I'd proposed the collaboration first of all as a way to bring attention to Midwinter Day, still "one of the unacknowledged masterpieces of late-twentieth-century writing in English," as the Dictionary of Literary Biography put it decades ago. Proof that this lack of recognition persisted had arrived in the summer of 2018, when AWP rejected my panel proposal for a 40th anniversary celebration; this snubbing only further fueled my desire to show how important the book is to so many poets — and to poetry.
In writing our homage, Midwinter Constellation, I also hoped to understand more fully — not by analyzing, but by reenacting — the magic of Midwinter Day. I wanted to find out all over again whether, and how, "the day like the dream has everything in it," as Mayer writes.1 Later, I understood that I had been addressing a deprivation. I was trying to borrow some of the book's power to reanimate the social life of poetry, now so often diluted and distorted, sapped of any possibility of meaningful exchange, because of social media. Where were the textures of people's real lives in the infinite scroll that is designed to starve us of a desire for belonging, meanwhile mimicking the appearance of connection? In the end, I experienced our virtual collaboration as a sort of anti-feed. All the intimacy that I'd go to social media hoping to find, only for it to be turned into a product or otherwise rebuked, was there in the shared documents.

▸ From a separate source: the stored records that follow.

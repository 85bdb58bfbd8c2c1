// src/analyze/mod.rs
//! Matching pipeline: rule scores, optional AI boost, final ordering.

pub mod ai_adapter;
pub mod ranking;
pub mod rules;

pub use crate::analyze::ai_adapter::{AiScorer, DynAiScorer};
pub use crate::analyze::ranking::{score_and_rank, sort_opportunities, ScoringPolicy};
pub use crate::analyze::rules::{rule_score, RuleSignals};
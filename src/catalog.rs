// src/catalog.rs
//! Curated catalog access. The catalog is owned by an external content
//! collaborator; the engine only reads it at call time.

use anyhow::{Context, Result};
use chrono::{DateTime, Utc};
use serde::Deserialize;
use std::fs;
use std::path::{Path, PathBuf};
use std::sync::Arc;

#[derive(Debug, Clone, PartialEq, Eq, Deserialize)]
pub struct CuratedEntry {
    pub id: String,
    pub title: String,
    pub company: String,
    #[serde(rename = "type", default = "default_kind")]
    pub kind: String,
    #[serde(default)]
    pub tags: Vec<String>,
    /// `None` or `"#"`: apply via the curated portal.
    #[serde(default)]
    pub source_url: Option<String>,
    #[serde(default)]
    pub added_at: Option<DateTime<Utc>>,
}

fn default_kind() -> String {
    "internship".to_string()
}

/// Read-only source of curated entries. A failing `load` is the only fatal
/// error of a discovery run.
pub trait CuratedCatalog: Send + Sync {
    fn load(&self) -> Result<Vec<CuratedEntry>>;
}

pub type DynCatalog = Arc<dyn CuratedCatalog>;

/// In-memory catalog handed over by the caller.
#[derive(Debug, Clone, Default)]
pub struct StaticCatalog {
    entries: Vec<CuratedEntry>,
}

impl StaticCatalog {
    pub fn new(entries: Vec<CuratedEntry>) -> Self {
        Self { entries }
    }
}

impl CuratedCatalog for StaticCatalog {
    fn load(&self) -> Result<Vec<CuratedEntry>> {
        Ok(self.entries.clone())
    }
}

/// JSON array of entries on disk, re-read on every call so edits by the
/// content collaborator show up without a restart.
#[derive(Debug, Clone)]
pub struct JsonFileCatalog {
    path: PathBuf,
}

impl JsonFileCatalog {
    pub fn new<P: AsRef<Path>>(path: P) -> Self {
        Self {
            path: path.as_ref().to_path_buf(),
        }
    }
}

impl CuratedCatalog for JsonFileCatalog {
    fn load(&self) -> Result<Vec<CuratedEntry>> {
        let s = fs::read_to_string(&self.path)
            .with_context(|| format!("reading curated catalog from {}", self.path.display()))?;
        let entries: Vec<CuratedEntry> = serde_json::from_str(&s)
            .with_context(|| format!("parsing curated catalog {}", self.path.display()))?;
        Ok(entries)
    }
}

#[cfg(test)]
mod tests {
    use super::*;

    #[test]
    fn json_catalog_reads_entries_with_defaults() {
        let dir = tempfile::tempdir().unwrap();
        let p = dir.path().join("catalog.json");
        fs::write(
            &p,
            r#"[{"id":"c1","title":"Frontend Intern","company":"KEC","tags":["frontend"]}]"#,
        )
        .unwrap();
        let entries = JsonFileCatalog::new(&p).load().unwrap();
        assert_eq!(entries.len(), 1);
        assert_eq!(entries[0].kind, "internship");
        assert_eq!(entries[0].source_url, None);
    }

    #[test]
    fn missing_catalog_is_an_error() {
        let dir = tempfile::tempdir().unwrap();
        let err = JsonFileCatalog::new(dir.path().join("nope.json")).load();
        assert!(err.is_err());
    }
}
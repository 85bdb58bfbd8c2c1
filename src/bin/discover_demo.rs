//! Demo that runs one discovery against the bundled fixture feeds (no network).

use std::sync::Arc;

use opportunity_engine::ai_adapter::MockScorer;
use opportunity_engine::catalog::{CuratedEntry, StaticCatalog};
use opportunity_engine::config::engine::EngineConfig;
use opportunity_engine::ingest::providers::{json_board::JsonBoardConnector, rss_feed::RssFeedConnector};
use opportunity_engine::ingest::types::DynConnector;
use opportunity_engine::{Engine, Profile, Trigger};

#[tokio::main]
async fn main() -> anyhow::Result<()> {
    tracing_subscriber::fmt().with_target(false).init();

    let connectors: Vec<DynConnector> = vec![
        Arc::new(RssFeedConnector::from_fixture(
            "fixture-rss",
            include_str!("../../tests/fixtures/jobs_rss.xml"),
        )),
        Arc::new(JsonBoardConnector::from_fixture(
            "fixture-board",
            include_str!("../../tests/fixtures/jobs_board.json"),
        )),
    ];
    let engine = Engine::new(
        &EngineConfig::default(),
        connectors,
        Arc::new(MockScorer { boost: 5.0 }),
    );

    let catalog = StaticCatalog::new(vec![CuratedEntry {
        id: "kec-fe-2025".into(),
        title: "Frontend Intern".into(),
        company: "KEC Placement Cell".into(),
        kind: "internship".into(),
        tags: vec!["frontend".into(), "react".into()],
        source_url: Some("#".into()),
        added_at: None,
    }]);

    let profile = Profile {
        email: "demo@kec.edu".into(),
        role: "student".into(),
        department: "CSE".into(),
        skills: vec!["go".into(), "backend".into()],
        interests: vec!["cloud".into()],
    };

    let session = engine.new_session(&profile.email);
    let d = engine
        .discover(&session, &profile, &catalog, Trigger::Manual)
        .await?;

    for o in &d.opportunities {
        println!(
            "{:>5.1}  {:<10}  {:<28} {:<20} [{}]",
            o.match_score,
            o.match_method.as_str(),
            o.title,
            o.company,
            o.tags.iter().cloned().collect::<Vec<_>>().join(", ")
        );
    }
    println!(
        "status={:?} sources={}/{} ai_boosted={}",
        d.meta.status, d.meta.sources_succeeded, d.meta.sources_attempted, d.meta.ai_boosted
    );
    Ok(())
}
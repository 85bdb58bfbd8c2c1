use async_trait::async_trait;
use reqwest::Client;
use std::time::Duration;

use super::FeedbackSink;
use crate::error::FeedbackError;
use crate::model::FeedbackEvent;

/// Posts events to `{base}/ml/feedback`. One attempt per event.
#[derive(Clone)]
pub struct HttpFeedbackSink {
    endpoint: String,
    client: Client,
    timeout: Duration,
}

impl HttpFeedbackSink {
    pub fn new(base_url: &str) -> Self {
        Self {
            endpoint: format!("{}/ml/feedback", base_url.trim_end_matches('/')),
            client: Client::new(),
            timeout: Duration::from_secs(5),
        }
    }

    pub fn with_timeout(mut self, timeout: Duration) -> Self {
        self.timeout = timeout;
        self
    }

    pub fn endpoint(&self) -> &str {
        &self.endpoint
    }
}

#[async_trait]
impl FeedbackSink for HttpFeedbackSink {
    async fn deliver(&self, ev: &FeedbackEvent) -> Result<(), FeedbackError> {
        let rsp = self
            .client
            .post(&self.endpoint)
            .timeout(self.timeout)
            .json(ev)
            .send()
            .await
            .map_err(|e| FeedbackError::Delivery(e.to_string()))?;
        if !rsp.status().is_success() {
            return Err(FeedbackError::Status(rsp.status().as_u16()));
        }
        Ok(())
    }

    fn name(&self) -> &'static str {
        "http"
    }
}
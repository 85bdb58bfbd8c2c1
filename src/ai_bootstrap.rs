// src/ai_bootstrap.rs
use crate::analyze::ai_adapter::{build_scorer_from_config, DynAiScorer, ScoreRequest};
use crate::config::ai::AiConfig;
use crate::model::{MatchMethod, Opportunity, Profile};
use tracing::{info, warn};

pub struct AiRuntime {
    pub cfg: AiConfig,
    pub scorer: DynAiScorer,
}

impl AiRuntime {
    pub fn from_path(path: &str) -> anyhow::Result<Self> {
        let cfg = AiConfig::load_from_file(path)?;
        // Safe diagnostics: only provider + enabled + key length
        info!(
            "AI scorer cfg loaded: provider={}, enabled={}, key_len={}",
            cfg.provider,
            cfg.enabled,
            cfg.api_key.len()
        );
        let scorer = build_scorer_from_config(&cfg);
        Ok(Self { cfg, scorer })
    }

    /// Default config location; a missing/invalid file means a disabled scorer.
    pub fn from_default() -> Self {
        let cfg = AiConfig::load_default();
        let scorer = build_scorer_from_config(&cfg);
        Self { cfg, scorer }
    }

    /// Score one synthetic candidate and log the outcome. Never fails.
    pub async fn smoke_check(&self) {
        if !self.scorer.enabled() {
            warn!("AI smoke_check skipped: scorer is disabled");
            return;
        }
        let profile = Profile {
            email: "smoke@localhost".into(),
            skills: vec!["backend".into(), "rust".into()],
            ..Default::default()
        };
        let sample = Opportunity {
            id: "smoke-1".into(),
            title: "Backend Engineering Intern".into(),
            company: "Smoke Labs".into(),
            kind: "internship".into(),
            tags: ["backend".to_string(), "rust".to_string()].into_iter().collect(),
            source_url: "#".into(),
            match_score: 50.0,
            match_method: MatchMethod::Rule,
            discovered_at: chrono::Utc::now(),
            source: None,
        };
        let req = ScoreRequest::new(&profile, &[&sample]);
        match self.scorer.score(&req).await {
            Ok(scores) => info!("AI smoke_check => {:?}", scores),
            Err(e) => warn!(error = %e, "AI smoke_check failed"),
        }
    }
}
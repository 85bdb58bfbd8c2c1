use std::sync::Arc;
use std::time::Duration;

use axum::{
    extract::State,
    http::StatusCode,
    response::{IntoResponse, Response},
    routing::{get, post},
    Json, Router,
};
use tower_http::cors::CorsLayer;

use crate::ai_bootstrap::AiRuntime;
use crate::catalog::{DynCatalog, JsonFileCatalog};
use crate::config::engine::EngineConfig;
use crate::engine::Engine;
use crate::feedback::{FeedbackCollector, HttpFeedbackSink};
use crate::ingest::build_connectors;
use crate::model::{FeedbackAction, Profile, Trigger};
use crate::session::{spawn_idle_sweeper, SessionRegistry};

#[derive(Clone)]
pub struct AppState {
    pub engine: Engine,
    pub sessions: Arc<SessionRegistry>,
    pub catalog: DynCatalog,
    pub feedback: Arc<FeedbackCollector>,
}

impl AppState {
    pub fn new(engine: Engine, catalog: DynCatalog, feedback: FeedbackCollector) -> Self {
        Self {
            sessions: Arc::new(engine.new_registry()),
            engine,
            catalog,
            feedback: Arc::new(feedback),
        }
    }

    /// Wire everything from config files. Must run inside a Tokio runtime
    /// (the feedback worker and the idle-session sweep are spawned here).
    pub fn from_config(cfg: &EngineConfig) -> Self {
        let ai = AiRuntime::from_default();
        let engine = Engine::new(cfg, build_connectors(&cfg.connectors), ai.scorer);
        let catalog: DynCatalog = Arc::new(JsonFileCatalog::new(&cfg.catalog_path));
        let sink = Arc::new(HttpFeedbackSink::new(&cfg.feedback_base_url));
        let feedback = FeedbackCollector::spawn(sink, cfg.feedback_queue_capacity);
        let state = Self::new(engine, catalog, feedback);
        spawn_idle_sweeper(
            Arc::clone(&state.sessions),
            Duration::from_millis(cfg.session_idle_ttl_ms),
        );
        state
    }
}

pub fn router(state: AppState) -> Router {
    Router::new()
        .route("/health", get(|| async { "OK" }))
        .route("/discover", post(discover))
        .route("/session/end", post(end_session))
        .route("/feedback", post(record_feedback))
        .layer(CorsLayer::very_permissive())
        .with_state(state)
}

#[derive(serde::Deserialize)]
struct DiscoverReq {
    profile: Profile,
    #[serde(default)]
    trigger: Trigger,
}

#[derive(serde::Deserialize)]
struct EndSessionReq {
    email: String,
}

#[derive(serde::Serialize)]
struct EndSessionResp {
    ended: bool,
}

#[derive(serde::Deserialize)]
struct FeedbackReq {
    email: String,
    opportunity_id: String,
    action: FeedbackAction,
}

async fn discover(State(state): State<AppState>, Json(body): Json<DiscoverReq>) -> Response {
    if body.profile.email.trim().is_empty() {
        return (
            StatusCode::BAD_REQUEST,
            Json(serde_json::json!({ "error": "profile.email is required" })),
        )
            .into_response();
    }
    let session = state.sessions.start(&body.profile.email);
    match state
        .engine
        .discover(&session, &body.profile, state.catalog.as_ref(), body.trigger)
        .await
    {
        Ok(d) => Json(d).into_response(),
        Err(e) => {
            tracing::error!(target: "engine", error = %e, "discover failed");
            (
                StatusCode::SERVICE_UNAVAILABLE,
                Json(serde_json::json!({ "error": e.to_string() })),
            )
                .into_response()
        }
    }
}

async fn end_session(
    State(state): State<AppState>,
    Json(body): Json<EndSessionReq>,
) -> Json<EndSessionResp> {
    Json(EndSessionResp {
        ended: state.sessions.end(&body.email),
    })
}

async fn record_feedback(State(state): State<AppState>, Json(body): Json<FeedbackReq>) -> StatusCode {
    state
        .feedback
        .record(&body.email, &body.opportunity_id, body.action);
    StatusCode::ACCEPTED
}
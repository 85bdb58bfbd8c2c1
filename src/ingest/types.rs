// src/ingest/types.rs
use async_trait::async_trait;
use chrono::{DateTime, Utc};
use std::sync::Arc;
use std::time::Duration;

use crate::error::ConnectorError;
use crate::model::Profile;

/// A posting as a connector saw it, before canonicalization.
#[derive(Debug, Clone, serde::Serialize, serde::Deserialize, PartialEq, Eq)]
pub struct RawListing {
    pub source: String, // connector name
    pub title: String,
    pub company: String,
    pub kind: Option<String>,
    pub tags: Vec<String>,
    pub url: Option<String>,
    pub posted_at: Option<DateTime<Utc>>,
}

/// One external source of postings. Implementations must not share mutable
/// state with each other; the orchestrator runs them concurrently.
#[async_trait]
pub trait Connector: Send + Sync {
    /// Produce zero or more postings within `budget`.
    async fn fetch(
        &self,
        profile: &Profile,
        budget: Duration,
    ) -> Result<Vec<RawListing>, ConnectorError>;

    fn name(&self) -> &str;
}

pub type DynConnector = Arc<dyn Connector>;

We begin with dozens of pages of poet-speakers in bed with lovers, children, pets, devices, books, and coffee. The opening stanza features a "daughter / now wiggling out," the image of an actual poet's actual daughter, but also an apt metaphor for our collective emerging as Mayer's self-appointed heirs. Throughout Midwinter Constellation, we reenact her methods, often in direct dialogue with our foremother. The word "Bernadette" appears in the book 25 times, as in: "There is much I don't remember but there is much not worth remembering and there is what I will remember today remembering as Bernadette remembers." Thanks to Mayer, we know how to make a book by telling our dreams, writing in bed, detailing bodily aches and longings, using proper nouns, describing the sky, walking into town, shopping, making meals, and remembering while living while writing. We've also learned from her how to allow our poems to shape themselves into prose paragraphs, catalogues, lyric bursts, or whatever form the moment requires.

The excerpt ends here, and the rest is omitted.